Spaces:

88hours
/

multimodel-rag-chat-with-videos

Running

File size: 6,428 Bytes

ad022d3

---

title: multimodel-rag-chat-with-videos
app_file: app.py
sdk: gradio
sdk_version: 5.17.1
---


# Demo
## Sample Video
    - https://www.youtube.com/watch?v=kOEDG3j1bjs
    - https://www.youtube.com/watch?v=7Hcg-rLYwdM
## Questions
    - Event Horizon 
    - show me a group of astronauts, AStronaut name 
# ReArchitecture Multimodal RAG System Pipeline Journey
I ported it locally and isolated each concept into a step as Python runnable
It is simplified, refactored and bug-fixed now.
I migrated from Prediction Guard to HuggingFace.

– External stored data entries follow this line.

use std::io::Write;
use std::path::{Path, PathBuf};
use std::process::Command;

use super::engines::looks_like_pdf;
use super::page_images::page_images;
use super::types::{EngineError, OcrEngine, OcrOutput, PAGE_BREAK};

pub const TESSERACT: &str = "tesseract";

/// Tesseract and Leptonica messages for input they cannot decode.
const UNREADABLE_INPUT: [&str; 4] = [
    "Unknown format",
    "pixRead",
    "cannot be read",
    "Unsupported image type",
];

/// Tesseract OCR via its command-line binary.
/// Images are recognized directly; PDFs are split into page images first,
/// since Tesseract cannot read PDF. Output is TSV so per-word confidences
/// are available.
pub struct TesseractCliEngine {
    binary: PathBuf,
    languages: String,
}

impl TesseractCliEngine {
    pub fn new(binary: impl Into<PathBuf>) -> Self {
        Self {
            binary: binary.into(),
            languages: "eng".to_string(),
        }
    }

    /// Set language(s) for OCR (e.g., "eng", "eng+ben")
    pub fn with_languages(mut self, langs: &str) -> Self {
        self.languages = langs.to_string();
        self
    }

    fn run(&self, input: &Path) -> Result<String, EngineError> {
        let output = Command::new(&self.binary)
            .arg(input)
            .arg("stdout")
            .args(["-l", &self.languages])
            .arg("tsv")
            .output();

        match output {
            Ok(output) if output.status.success() => {
                Ok(String::from_utf8_lossy(&output.stdout).into_owned())
            }
            Ok(output) => {
                let stderr = String::from_utf8_lossy(&output.stderr);
                let message = format!("tesseract exited with {}: {}", output.status, stderr.trim());
                if UNREADABLE_INPUT.iter().any(|m| stderr.contains(m)) {
                    Err(EngineError::Unsupported(message))
                } else {
                    Err(EngineError::Process(message))
                }
            }
            Err(e) if e.kind() == std::io::ErrorKind::NotFound => Err(EngineError::Unavailable(
                format!("{} not found (install tesseract-ocr)", self.binary.display()),
            )),
            Err(e) => Err(EngineError::from(e)),
        }
    }

    /// Recognize one image file's bytes.
    fn recognize_image(&self, bytes: &[u8], extension: &str) -> Result<TsvParse, EngineError> {
        let mut input = tempfile::Builder::new()
            .prefix("casemeta-ocr-")
            .suffix(&format!(".{extension}"))
            .tempfile()?;
        input.write_all(bytes)?;
        input.flush()?;

        let tsv = self.run(input.path())?;
        Ok(parse_tsv(&tsv))
    }
}

impl Default for TesseractCliEngine {
    fn default() -> Self {
        Self::new(TESSERACT)
    }
}

impl OcrEngine for TesseractCliEngine {
    fn name(&self) -> &str {
        TESSERACT
    }

    fn recognize(&self, bytes: &[u8]) -> Result<OcrOutput, EngineError> {
        if !looks_like_pdf(bytes) {
            let parsed = self.recognize_image(bytes, "img")?;
            tracing::debug!(
                words = parsed.word_count,
                pages = parsed.page_count,
                confidence = parsed.confidence,
                "Tesseract recognition complete"
            );
            return Ok(OcrOutput {
                text: parsed.text,
                confidence: parsed.confidence,
                page_count: Some(parsed.page_count.max(1)),
            });
        }

        let images = page_images(bytes)?;
        if images.is_empty() {
            return Err(EngineError::Unsupported("PDF has no page images to OCR".into()));
        }

        let mut pages = Vec::with_capacity(images.len());
        for image in &images {
            let parsed = self.recognize_image(&image.bytes, image.extension)?;
            tracing::debug!(
                page = image.page,
                words = parsed.word_count,
                confidence = parsed.confidence,
                "Tesseract page recognized"
            );
            pages.push(parsed);
        }

        let combined = combine_pages(&pages);
        tracing::debug!(
            words = combined.word_count,
            pages = combined.page_count,
            confidence = combined.confidence,
            "Tesseract recognition complete"
        );
        Ok(OcrOutput {
            text: combined.text,
            confidence: combined.confidence,
            page_count: Some(combined.page_count),
        })
    }
}

/// Join per-page results. Confidence is the word-weighted mean.
fn combine_pages(pages: &[TsvParse]) -> TsvParse {
    let word_count: usize = pages.iter().map(|p| p.word_count).sum();
    let weighted: f64 = pages.iter().map(|p| p.confidence * p.word_count as f64).sum();
    TsvParse {
        text: pages
            .iter()
            .map(|p| p.text.as_str())
            .collect::<Vec<_>>()
            .join(&PAGE_BREAK.to_string()),
        confidence: if word_count == 0 {
            0.0
        } else {
            weighted / word_count as f64
        },
        word_count,
        page_count: pages.len(),
    }
}

/// Text and confidence recovered from Tesseract TSV output.
#[derive(Debug, Clone, PartialEq)]
pub struct TsvParse {
    pub text: String,
    /// Mean word confidence scaled to [0, 1].
    pub confidence: f64,
    pub word_count: usize,
    pub page_count: usize,
}

/// Parse Tesseract TSV output.
/// TSV columns: level page_num block_num par_num line_num word_num left top width height conf text
/// Level 5 = individual word entries. Confidence is 0-100, scaled to 0.0-1.0;
/// words Tesseract could not score (-1) do not count toward the mean.
pub fn parse_tsv(tsv: &str) -> TsvParse {
    let mut text = String::new();
    let mut last_page = None;
    let mut last_line: Option<(u32, u32, u32)> = None;
    let mut conf_sum = 0.0;
    let mut conf_count = 0usize;
    let mut word_count = 0usize;
    let mut page_count = 0usize;

    // Skip header row
    for row in tsv.lines().skip(1) {
        let fields: Vec<&str> = row.split('\t').collect();
        if fields.len() < 12 || fields[0] != "5" {
            continue;
        }
        let word = fields[11].trim();
        if word.is_empty() {
            continue;
        }

        let num = |i: usize| fields[i].parse::<u32>().unwrap_or(0);
        let page = num(1);
        let line_key = (num(2), num(3), num(4));

        if last_page != Some(page) {
            if last_page.is_some() {
                text.push(PAGE_BREAK);
            }
            page_count += 1;
            last_page = Some(page);
            last_line = Some(line_key);
        } else if last_line != Some(line_key) {
            text.push('\n');
            last_line = Some(line_key);
        } else {
            text.push(' ');
        }
        text.push_str(word);
        word_count += 1;

        if let Ok(conf) = fields[10].parse::<f64>() {
            if conf >= 0.0 {
                conf_sum += conf.min(100.0) / 100.0;
                conf_count += 1;
            }
        }
    }

    TsvParse {
        text,
        confidence: if conf_count == 0 {
            0.0
        } else {
            conf_sum / conf_count as f64
        },
        word_count,
        page_count,
    }
}

#[cfg(test)]
mod tests {
    use super::*;
    use crate::pipeline::extraction::testing::{scanned_pdf, text_pdf};

    const HEADER: &str =
        "level\tpage_num\tblock_num\tpar_num\tline_num\tword_num\tleft\ttop\twidth\theight\tconf\ttext";

    fn tsv(rows: &[&str]) -> String {
        std::iter::once(HEADER)
            .chain(rows.iter().copied())
            .collect::<Vec<_>>()
            .join("\n")
    }

    #[test]
    fn parses_words_lines_and_confidence() {
        let input = tsv(&[
            "1\t1\t0\t0\t0\t0\t0\t0\t2480\t3508\t-1\t",
            "5\t1\t1\t1\t1\t1\t10\t10\t50\t20\t96\tIN",
            "5\t1\t1\t1\t1\t2\t70\t10\t50\t20\t90\tTHE",
            "5\t1\t1\t1\t2\t1\t10\t40\t80\t20\t84\tCOURT",
        ]);
        let parsed = parse_tsv(&input);
        assert_eq!(parsed.text, "IN THE\nCOURT");
        assert_eq!(parsed.word_count, 3);
        assert_eq!(parsed.page_count, 1);
        assert!((parsed.confidence - 0.90).abs() < 1e-9);
    }

    #[test]
    fn page_changes_insert_page_break() {
        let input = tsv(&[
            "5\t1\t1\t1\t1\t1\t0\t0\t0\t0\t80\tone",
            "5\t2\t1\t1\t1\t1\t0\t0\t0\t0\t60\ttwo",
        ]);
        let parsed = parse_tsv(&input);
        assert_eq!(parsed.text, "one\x0ctwo");
        assert_eq!(parsed.page_count, 2);
    }

    #[test]
    fn unscored_words_do_not_drag_the_mean() {
        let input = tsv(&[
            "5\t1\t1\t1\t1\t1\t0\t0\t0\t0\t-1\tsmudge",
            "5\t1\t1\t1\t1\t2\t0\t0\t0\t0\t70\tword",
        ]);
        let parsed = parse_tsv(&input);
        assert_eq!(parsed.word_count, 2);
        assert!((parsed.confidence - 0.70).abs() < 1e-9);
    }

    #[test]
    fn empty_output_has_zero_confidence() {
        let parsed = parse_tsv(HEADER);
        assert!(parsed.text.is_empty());
        assert_eq!(parsed.confidence, 0.0);
    }

    #[test]
    fn pages_combine_with_word_weighted_confidence() {
        let pages = [
            TsvParse {
                text: "IN THE COURT".into(),
                confidence: 0.9,
                word_count: 3,
                page_count: 1,
            },
            TsvParse {
                text: "Order".into(),
                confidence: 0.5,
                word_count: 1,
                page_count: 1,
            },
        ];
        let combined = combine_pages(&pages);
        assert_eq!(combined.text, "IN THE COURT\x0cOrder");
        assert_eq!(combined.page_count, 2);
        assert_eq!(combined.word_count, 4);
        assert!((combined.confidence - 0.8).abs() < 1e-9);
    }

    /// Executable shell script standing in for the tesseract binary.
    #[cfg(unix)]
    fn fake_tesseract(dir: &tempfile::TempDir, body: &str) -> PathBuf {
        use std::os::unix::fs::PermissionsExt;

        let path = dir.path().join("tesseract");
        std::fs::write(&path, format!("#!/bin/sh\n{body}\n")).unwrap();
        std::fs::set_permissions(&path, std::fs::Permissions::from_mode(0o755)).unwrap();
        path
    }

    #[cfg(unix)]
    #[test]
    fn unreadable_input_is_permanent_unsupported() {
        let dir = tempfile::tempdir().unwrap();
        let binary = fake_tesseract(
            &dir,
            "echo 'Error in pixReadStream: Unknown format: no pix returned' >&2\nexit 1",
        );
        let err = TesseractCliEngine::new(binary)
            .recognize(b"Memo: adjourned to Monday.")
            .unwrap_err();
        assert!(matches!(err, EngineError::Unsupported(_)), "{err}");
        assert!(!err.is_transient());
    }

    #[cfg(unix)]
    #[test]
    fn other_process_failures_stay_transient() {
        let dir = tempfile::tempdir().unwrap();
        let binary = fake_tesseract(&dir, "echo 'killed: out of memory' >&2\nexit 137");
        let err = TesseractCliEngine::new(binary).recognize(b"image").unwrap_err();
        assert!(matches!(err, EngineError::Process(_)), "{err}");
        assert!(err.is_transient());
    }

    #[cfg(unix)]
    #[test]
    fn scanned_pdf_is_recognized_page_by_page() {
        let dir = tempfile::tempdir().unwrap();
        // Refuses anything that is not a page image, then reports one word.
        let binary = fake_tesseract(
            &dir,
            "case \"$1\" in *.jpg|*.png) ;; *) echo 'pixReadStream: Unknown format' >&2; exit 1;; esac\n\
             printf 'level\\tpage_num\\tblock_num\\tpar_num\\tline_num\\tword_num\\tleft\\ttop\\twidth\\theight\\tconf\\ttext\\n'\n\
             printf '5\\t1\\t1\\t1\\t1\\t1\\t0\\t0\\t10\\t10\\t88\\tJudgment\\n'",
        );

        let out = TesseractCliEngine::new(binary)
            .recognize(&scanned_pdf(2))
            .unwrap();
        assert_eq!(out.text, "Judgment\x0cJudgment");
        assert_eq!(out.page_count, Some(2));
        assert!((out.confidence - 0.88).abs() < 1e-9);
    }

    #[cfg(unix)]
    #[test]
    fn pdf_without_page_images_is_unsupported() {
        let dir = tempfile::tempdir().unwrap();
        let binary = fake_tesseract(&dir, "exit 0");
        let err = TesseractCliEngine::new(binary)
            .recognize(&text_pdf(&["Judgment"]))
            .unwrap_err();
        assert!(matches!(err, EngineError::Unsupported(_)), "{err}");
    }

    #[test]
    fn missing_binary_is_permanent_unavailable() {
        let engine = TesseractCliEngine::new("/nonexistent/casemeta-tesseract");
        let err = engine.recognize(b"not an image").unwrap_err();
        assert!(matches!(err, EngineError::Unavailable(_)), "{err}");
        assert!(!err.is_transient());
    }
}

[**Interactive Video Chat Demo and Multimodal RAG System Architecture**](https://learn.deeplearning.ai/courses/multimodal-rag-chat-with-videos/lesson/2/interactive-demo-and-multimodal-rag-system-architecture)  

### A multimodal AI system should be able to understand both text and video content.  

## Setup
```bash

python -m venv venv

source venv/bin/activate

```
For Fish
```bash

source venv/bin/activate.fish

```

## Step 1 - Learn Gradio (UI) (30 mins)  

Gradio is a powerful Python library for quickly building browser-based UIs. It supports hot reloading for fast development.  

### Key Concepts:  
- **fn**: The function wrapped by the UI.  
- **inputs**: The Gradio components used for input (should match function arguments).  
- **outputs**: The Gradio components used for output (should match return values).  

📖 [**Gradio Documentation**](https://www.gradio.app/docs/gradio/introduction)  

Gradio includes **30+ built-in components**.  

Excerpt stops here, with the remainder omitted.